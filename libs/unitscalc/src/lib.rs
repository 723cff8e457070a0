//! Units calculator - arithmetic over length measurements with mixed units
//!
//! ```text
//! Expression String
//!      |
//!   Lexer -> Tokens
//!      |
//!   Parser -> Expression tree
//!      |
//!   values() -> amount per unit
//!      |
//!   convert() -> one Measurement in the target unit
//!      |
//!   Formatter -> canonical text
//! ```
//!
//! The formatter also renders parsed input trees, so what was understood can
//! be shown back to the user in canonical form.

#![forbid(unsafe_code)]

pub mod ast;
pub mod error;
pub mod eval;
pub mod format;
pub mod lexer;
pub mod parser;
pub mod token;
pub mod units;

pub use ast::{Expression, Measurement};
pub use error::{Error, Result};
pub use eval::{calculate, convert, values, UnitValues};
pub use format::{FormatOptions, Formatter};
pub use lexer::{tokenize, Lexer};
pub use parser::{parse, parse_str, Parser};
pub use token::Token;
pub use units::{ratio, ratios, RatioTable, Unit};

/// The three operations a front end needs: analyze input, calculate a
/// result, and print expressions back.
#[derive(Debug, Clone, Default)]
pub struct Calculator {
    formatter: Formatter,
}

impl Calculator {
    pub fn new(formatter: Formatter) -> Self {
        Self { formatter }
    }

    pub fn with_options(options: FormatOptions) -> Self {
        Self::new(Formatter::new(options))
    }

    pub fn formatter(&self) -> &Formatter {
        &self.formatter
    }

    /// Tokenize and parse user input.
    pub fn analyze(&self, input: &str) -> Result<Expression> {
        tracing::debug!(input, "analyzing expression");
        parse_str(input)
    }

    /// Evaluate into the unit named by `target_code` (case-insensitive).
    pub fn calculate(&self, expression: &Expression, target_code: &str) -> Result<Measurement> {
        let result = calculate(expression, target_code)?;
        tracing::debug!(
            amount = %result.amount,
            unit = %result.unit,
            "calculated expression"
        );
        Ok(result)
    }

    /// Canonical text of any expression node.
    pub fn pretty_print(&self, expression: &Expression) -> String {
        self.formatter.format(expression)
    }

    pub fn format_result(&self, measurement: &Measurement) -> String {
        self.formatter.format_measurement(measurement)
    }
}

Work to complete
What is needed is a word-for-word copy of all the material.

Response for this exercise
filename libs/unitscalc/src/lib.rs
repository 723cff8e457070a0
//! Units calculator - arithmetic over length measurements with mixed units
//!
//! ```text
//! Expression String
//!      |
//!   Lexer -> Tokens
//!      |
//!   Parser -> Expression tree
//!      |
//!   values() -> amount per unit
//!      |
//!   convert() -> one Measurement in the target unit
//!      |
//!   Formatter -> canonical text
//! ```
//!
//! The formatter also renders parsed input trees, so what was understood can
//! be shown back to the user in canonical form.

#![forbid(unsafe_code)]

pub mod ast;
pub mod error;
pub mod eval;
pub mod format;
pub mod lexer;
pub mod parser;
pub mod token;
pub mod units;

pub use ast::{Expression, Measurement};
pub use error::{Error, Result};
pub use eval::{calculate, convert, values, UnitValues};
pub use format::{FormatOptions, Formatter};
pub use lexer::{tokenize, Lexer};
pub use parser::{parse, parse_str, Parser};
pub use token::Token;
pub use units::{ratio, ratios, RatioTable, Unit};

/// The three operations a front end needs: analyze input, calculate a
/// result, and print expressions back.
#[derive(Debug, Clone, Default)]
pub struct Calculator {
    formatter: Formatter,
}

impl Calculator {
    pub fn new(formatter: Formatter) -> Self {
        Self { formatter }
    }

    pub fn with_options(options: FormatOptions) -> Self {
        Self::new(Formatter::new(options))
    }

    pub fn formatter(&self) -> &Formatter {
        &self.formatter
    }

    /// Tokenize and parse user input.
    pub fn analyze(&self, input: &str) -> Result<Expression> {
        tracing::debug!(input, "analyzing expression");
        parse_str(input)
    }

    /// Evaluate into the unit named by `target_code` (case-insensitive).
    pub fn calculate(&self, expression: &Expression, target_code: &str) -> Result<Measurement> {
        let result = calculate(expression, target_code)?;
        tracing::debug!(
            amount = %result.amount,
            unit = %result.unit,
            "calculated expression"
        );
        Ok(result)
    }

    /// Canonical text of any expression node.
    pub fn pretty_print(&self, expression: &Expression) -> String {
        self.formatter.format(expression)
    }

    pub fn format_result(&self, measurement: &Measurement) -> String {
        self.formatter.format_measurement(measurement)
    }
}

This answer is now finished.